Exam boards had “done their absolute level best” to create focused revision aids, and this was “definitely an art rather than a science”.
“If they’d gone too close to revealing the questions it would have undermined exams and turned them into short-term memory tests,” she said.
Ms Saxton announced that GCSE and A-level grading would not be set by any “single statistical midpoint” between 2019 and 2021 grading. Grading standards in 2022 will be set between the standards of 2019, when full public exams were last sat, and 2021, when teacher-assessed grades were awarded.
But “there will be no standardisation model to determine students’ grades”, she said.

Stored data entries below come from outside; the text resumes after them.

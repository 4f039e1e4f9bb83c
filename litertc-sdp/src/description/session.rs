use std::fmt;
use std::fmt::Write as _;

use shared::error::{Error, Result};

use crate::description::media::{Codec, MediaDescription, RtpMap, MAX_RTP_PAYLOAD_TYPES};
use crate::direction::Direction;
use crate::lexer;

/// Length caps on the short printable strings of a description, in bytes.
pub const MAX_USERNAME_LEN: usize = 32;
pub const MAX_SESSION_ID_LEN: usize = 32;
pub const MAX_SESSION_VERSION_LEN: usize = 32;
pub const MAX_SESSION_NAME_LEN: usize = 32;

/// A single BUNDLE group with at most this many media identification tags.
pub const MAX_BUNDLE_MIDS: usize = 5;
pub const MAX_BUNDLE_MID_LEN: usize = 32;

/// ICE ufrag and pwd are capped at 256 Unicode code points.
pub const MAX_ICE_CHARS: usize = 256;

/// The only media transport profile the dialect speaks.
const MEDIA_PROTOCOL: &str = "UDP/TLS/RTP/SAVPF";

const ORIGIN_USERNAME: &str = "litertc/0.1.0";
const SESSION_URI: &str = "https://litertc.rs";

/// `o=` line contents. Network type, address type and unicast address
/// are fixed to `IN IP4 127.0.0.1` on the wire and not stored.
#[derive(Debug, Default, Clone, PartialEq, Eq)]
pub struct Origin {
    pub username: String,
    pub session_id: String,
    pub session_version: String,
}

/// `t=` line contents, in seconds. `(0, 0)` denotes an unbounded session.
#[derive(Debug, Default, Copy, Clone, PartialEq, Eq)]
pub struct Timing {
    pub start: u64,
    pub stop: u64,
}

/// ICE credentials and options carried by the description.
#[derive(Debug, Default, Clone, PartialEq, Eq)]
pub struct IceParameters {
    pub ufrag: String,
    pub pwd: String,
    pub trickle: bool,
}

/// The subset of a session description the WebRTC dialect needs.
///
/// Obtained from [`SessionDescription::unmarshal`] or built field by
/// field and serialized with [`SessionDescription::marshal`].
#[derive(Debug, Default, Clone, PartialEq)]
pub struct SessionDescription {
    /// Protocol version; only 0 is valid.
    pub version: u8,
    pub origin: Origin,
    /// Session name (`s=`), stored verbatim up to the cap. An empty
    /// name re-emits as a single space.
    pub session_name: String,
    pub timing: Timing,
    /// Media identification tags of the single BUNDLE group, in order.
    pub bundle_mids: Vec<String>,
    pub ice: IceParameters,
    /// SHA-256 digest of the DTLS certificate.
    pub fingerprint: [u8; 32],
    pub direction: Direction,
    pub rtcp_mux: bool,
    pub rtcp_rsize: bool,
    pub video: Option<MediaDescription>,
    /// Reserved; parsed symmetrically with video but unused downstream.
    pub audio: Option<MediaDescription>,
}

impl fmt::Display for SessionDescription {
    fn fmt(&self, f: &mut fmt::Formatter<'_>) -> fmt::Result {
        f.write_str(&self.marshal())
    }
}

impl SessionDescription {
    /// Parses the line-oriented SDP text format.
    ///
    /// Unknown line types and unknown attributes are silently ignored.
    /// The empty string yields a default description. On error the
    /// specific tag is returned and nothing is committed.
    pub fn unmarshal(raw: &str) -> Result<SessionDescription> {
        let mut sdp = SessionDescription::default();

        for line in lexer::lines(raw) {
            let line = line?;
            let result = match line.typ {
                b'v' => parse_version(&mut sdp, line.value),
                b'o' => parse_origin(&mut sdp, line.value),
                b's' => {
                    sdp.session_name = truncated(line.value, MAX_SESSION_NAME_LEN);
                    Ok(())
                }
                b't' => parse_timing(&mut sdp, line.value),
                // connection info is unused on the receive path
                b'c' => Ok(()),
                b'm' => parse_media_description(&mut sdp, line.value),
                b'a' => parse_attribute(&mut sdp, line.value),
                _ => Ok(()),
            };
            if let Err(err) = result {
                log::debug!(
                    "rejecting sdp line {}={}: {}",
                    line.typ as char,
                    line.value,
                    err
                );
                return Err(err);
            }
        }

        Ok(sdp)
    }

    /// Serializes the description back into SDP text.
    ///
    /// The video section lists only payload types resolved to H264;
    /// the origin username is a fixed placeholder.
    pub fn marshal(&self) -> String {
        let mut out = String::with_capacity(1024);

        out.push_str("v=0\n");
        let _ = writeln!(
            out,
            "o={ORIGIN_USERNAME} {} {} IN IP4 127.0.0.1",
            self.origin.session_id, self.origin.session_version
        );
        let _ = writeln!(
            out,
            "s={}",
            if self.session_name.is_empty() {
                " "
            } else {
                &self.session_name
            }
        );
        let _ = writeln!(out, "u={SESSION_URI}");
        let _ = writeln!(out, "t={} {}", self.timing.start, self.timing.stop);

        out.push_str("a=group:BUNDLE");
        for mid in self.bundle_mids.iter().filter(|m| !m.is_empty()) {
            let _ = write!(out, " {mid}");
        }
        out.push('\n');

        if let Some(video) = &self.video {
            if !video.rtpmaps.is_empty() {
                let _ = write!(out, "m=video {} {MEDIA_PROTOCOL}", video.port);
                for rtpmap in video.payload_types_for(Codec::H264) {
                    let _ = write!(out, " {}", rtpmap.payload_type);
                }
                out.push('\n');
            }
        }

        out.push_str("c=IN IP4 0.0.0.0\n");
        let _ = writeln!(out, "a=ice-ufrag:{}", self.ice.ufrag);
        let _ = writeln!(out, "a=ice-pwd:{}", self.ice.pwd);
        if self.ice.trickle {
            out.push_str("a=ice-options:trickle\n");
        }

        out.push_str("a=fingerprint:sha-256 ");
        for (i, octet) in self.fingerprint.iter().enumerate() {
            if i > 0 {
                out.push(':');
            }
            let _ = write!(out, "{octet:02X}");
        }
        out.push('\n');

        let _ = writeln!(out, "a={}", self.direction);
        if self.rtcp_mux {
            out.push_str("a=rtcp-mux\n");
        }
        if self.rtcp_rsize {
            out.push_str("a=rtcp-rsize\n");
        }

        if let Some(video) = &self.video {
            for rtpmap in video.payload_types_for(Codec::H264) {
                let _ = writeln!(
                    out,
                    "a=rtpmap:{} H264/{}",
                    rtpmap.payload_type, rtpmap.clock_rate
                );
            }
        }

        out.push_str("a=mid:0\n");

        out
    }
}

fn parse_version(sdp: &mut SessionDescription, value: &str) -> Result<()> {
    if value != "0" {
        return Err(Error::ErrSdpMalformedVersion);
    }
    sdp.version = 0;
    Ok(())
}

/// `o=<username> <sess-id> <sess-version> IN IP4 <unicast-address>`
///
/// The trailing network triple must be present; its address is discarded.
fn parse_origin(sdp: &mut SessionDescription, value: &str) -> Result<()> {
    let tokens: Vec<&str> = value.split_whitespace().collect();
    if tokens.len() < 6 || tokens[3] != "IN" || tokens[4] != "IP4" {
        return Err(Error::ErrSdpMalformedOrigin);
    }

    let (username, session_id, session_version) = (tokens[0], tokens[1], tokens[2]);
    if username.len() > MAX_USERNAME_LEN
        || session_id.len() > MAX_SESSION_ID_LEN
        || session_version.len() > MAX_SESSION_VERSION_LEN
    {
        return Err(Error::ErrSdpMalformedOrigin);
    }
    if !is_decimal(session_id) || !is_decimal(session_version) {
        return Err(Error::ErrSdpMalformedOrigin);
    }

    sdp.origin = Origin {
        username: username.to_owned(),
        session_id: session_id.to_owned(),
        session_version: session_version.to_owned(),
    };
    Ok(())
}

fn parse_timing(sdp: &mut SessionDescription, value: &str) -> Result<()> {
    let mut tokens = value.split_whitespace();
    let start = tokens
        .next()
        .and_then(|t| t.parse::<u64>().ok())
        .ok_or(Error::ErrSdpMalformedTiming)?;
    let stop = tokens
        .next()
        .and_then(|t| t.parse::<u64>().ok())
        .ok_or(Error::ErrSdpMalformedTiming)?;
    sdp.timing = Timing { start, stop };
    Ok(())
}

/// `m=<kind> <port> UDP/TLS/RTP/SAVPF <pt> ...`
fn parse_media_description(sdp: &mut SessionDescription, value: &str) -> Result<()> {
    let mut tokens = value.split_whitespace();
    let kind = tokens.next().ok_or(Error::ErrSdpMalformedMedia)?;

    match kind {
        "video" => {
            if sdp.video.is_some() {
                return Err(Error::ErrSdpMalformedMedia);
            }
            sdp.video = Some(parse_media_section(tokens)?);
            Ok(())
        }
        "audio" => {
            if sdp.audio.is_some() {
                return Err(Error::ErrSdpMalformedMedia);
            }
            sdp.audio = Some(parse_media_section(tokens)?);
            Ok(())
        }
        "text" | "message" | "application" => Ok(()),
        _ => Err(Error::ErrSdpUnsupportedMediaType),
    }
}

fn parse_media_section<'a, I>(mut tokens: I) -> Result<MediaDescription>
where
    I: Iterator<Item = &'a str>,
{
    let port = tokens
        .next()
        .and_then(|t| t.parse::<u16>().ok())
        .ok_or(Error::ErrSdpMalformedMedia)?;

    let protocol = tokens.next().ok_or(Error::ErrSdpMalformedMedia)?;
    if protocol != MEDIA_PROTOCOL {
        return Err(Error::ErrSdpUnsupportedMediaProtocol);
    }

    let mut rtpmaps = Vec::new();
    let mut seen_payload_type = false;
    for token in tokens {
        seen_payload_type = true;
        if rtpmaps.len() == MAX_RTP_PAYLOAD_TYPES {
            break;
        }
        let payload_type = token
            .parse::<u8>()
            .map_err(|_| Error::ErrSdpMalformedMedia)?;
        if payload_type > 127 {
            return Err(Error::ErrSdpMalformedMedia);
        }
        rtpmaps.push(RtpMap::new(payload_type));
    }
    if !seen_payload_type {
        return Err(Error::ErrSdpMalformedMedia);
    }

    Ok(MediaDescription { port, rtpmaps })
}

fn parse_attribute(sdp: &mut SessionDescription, value: &str) -> Result<()> {
    if let Some((attr, val)) = value.split_once(':') {
        match attr {
            "group" => parse_attr_group(sdp, val),
            "ice-ufrag" => {
                sdp.ice.ufrag = val.chars().take(MAX_ICE_CHARS).collect();
                Ok(())
            }
            "ice-pwd" => {
                sdp.ice.pwd = val.chars().take(MAX_ICE_CHARS).collect();
                Ok(())
            }
            "ice-options" => {
                if val.split(' ').any(|t| t == "trickle") {
                    sdp.ice.trickle = true;
                }
                Ok(())
            }
            "fingerprint" => parse_attr_fingerprint(sdp, val),
            "rtpmap" => parse_attr_rtpmap(sdp, val),
            // Recognized, but carrying nothing the dialect acts on.
            "msid-semantic" | "rtcp" | "setup" | "mid" | "extmap" | "rtcp-fb" | "fmtp" => Ok(()),
            _ => Ok(()),
        }
    } else {
        match value {
            "recvonly" | "sendonly" | "sendrecv" => sdp.direction = Direction::from(value),
            "rtcp-mux" => sdp.rtcp_mux = true,
            "rtcp-rsize" => sdp.rtcp_rsize = true,
            _ => {}
        }
        Ok(())
    }
}

/// `a=group:BUNDLE <mid> <mid> ...`
///
/// Only the BUNDLE semantics value is supported; other groupings are
/// ignored.
fn parse_attr_group(sdp: &mut SessionDescription, val: &str) -> Result<()> {
    let mut tokens = val.split(' ');
    if tokens.next() == Some("BUNDLE") {
        sdp.bundle_mids = tokens
            .filter(|t| !t.is_empty())
            .take(MAX_BUNDLE_MIDS)
            .map(|t| truncated(t, MAX_BUNDLE_MID_LEN))
            .collect();
    }
    Ok(())
}

/// `a=fingerprint:sha-256 <32 colon-separated hex octets>`
fn parse_attr_fingerprint(sdp: &mut SessionDescription, val: &str) -> Result<()> {
    let (algo, hex) = val.split_once(' ').ok_or(Error::ErrSdpMalformed)?;
    if algo != "sha-256" {
        return Err(Error::ErrSdpUnsupportedFingerprintAlgo);
    }

    let mut fingerprint = [0u8; 32];
    let mut count = 0;
    for (i, octet) in hex.trim().split(':').enumerate() {
        if i >= fingerprint.len() || octet.len() != 2 {
            return Err(Error::ErrSdpMalformed);
        }
        fingerprint[i] =
            u8::from_str_radix(octet, 16).map_err(|_| Error::ErrSdpMalformed)?;
        count = i + 1;
    }
    if count != fingerprint.len() {
        return Err(Error::ErrSdpMalformed);
    }

    sdp.fingerprint = fingerprint;
    Ok(())
}

/// `a=rtpmap:<pt> <encoding-name>/<clock-rate>[/<encoding-params>]`
///
/// Resolves the codec of matching payload-type entries created by the
/// `m=` line. Unrecognized encoding names leave entries untouched.
fn parse_attr_rtpmap(sdp: &mut SessionDescription, val: &str) -> Result<()> {
    let (pt, rest) = val.split_once(' ').ok_or(Error::ErrSdpMalformedAttribute)?;
    let payload_type = pt
        .trim()
        .parse::<u32>()
        .map_err(|_| Error::ErrSdpMalformedAttribute)?;

    let mut parts = rest.split('/');
    let name = parts.next().unwrap_or("");
    let clock_rate = parts
        .next()
        .and_then(|c| c.parse::<u32>().ok())
        .ok_or(Error::ErrSdpMalformedAttribute)?;
    // encoding parameters (channel count), if present, are ignored
    if name.is_empty() {
        return Err(Error::ErrSdpMalformedAttribute);
    }

    if let Some(codec) = Codec::from_encoding_name(name) {
        for media in [sdp.video.as_mut(), sdp.audio.as_mut()].into_iter().flatten() {
            for rtpmap in media
                .rtpmaps
                .iter_mut()
                .filter(|r| u32::from(r.payload_type) == payload_type)
            {
                rtpmap.codec = Some(codec);
                rtpmap.clock_rate = clock_rate;
            }
        }
    }

    Ok(())
}

fn is_decimal(s: &str) -> bool {
    !s.is_empty() && s.bytes().all(|b| b.is_ascii_digit())
}

fn truncated(s: &str, max_bytes: usize) -> String {
    if s.len() <= max_bytes {
        return s.to_owned();
    }
    let mut end = max_bytes;
    while !s.is_char_boundary(end) {
        end -= 1;
    }
    s[..end].to_owned()
}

In 2020, the Government initially planned to use an algorithm to determine pupils’ exam grades but were forced to U-turn over the issue and award grades assessed by pupils’ teachers instead, after thousands of pupils received grades well below what they had expected on A-level results’ day.
Ms Saxton added that the Government had heard that universities could set their own tests for candidates to sit or raise their entry grade requirements if grades in 2022 were as generous as those in 2021, when 44.3% of grades in England were awarded the top A or A* grades.
But she added: “Our grading requirements will provide a safety net for this cohort and it is likely to mean that results overall are higher than in normal years.”
Sarah Hannafin, senior policy advisor for school leaders’ union NAHT said: “The problem is, for those students who have suffered the most disruption to their education, knowing what to focus on for revision might not help if they haven’t managed to cover all the content with their teachers.
“By publishing this information in the spring term rather than earlier, the differential impact of the pandemic on students could be exacerbated, serving to advantage those students who have not experienced so much disruption as opposed to supporting those students who have had the most.”
Geoff Barton, general secretary of the Association of School and College Leaders, said: “Many school and college leaders will have legitimate concerns about how the advance information about exam content, due to be announced by Ofqual on February 7, has been put together and how helpful it is likely to be to their students.
“Every student facing exams this summer will have seen their education disrupted to some degree during the last two years and providing them with advance information will help them focus their studies as they prepare for these important exams. It is obviously essential that the adaptations provide clarity and reassurance to not only students themselves, but also to their parents and teachers.
“Schools and colleges will take some reassurance from Dr Saxton’s assertions that the advance information has been designed to assist young people working at different levels and that the particular needs of those working at lower levels or who have suffered the most disruption during the pandemic have been addressed,” he added.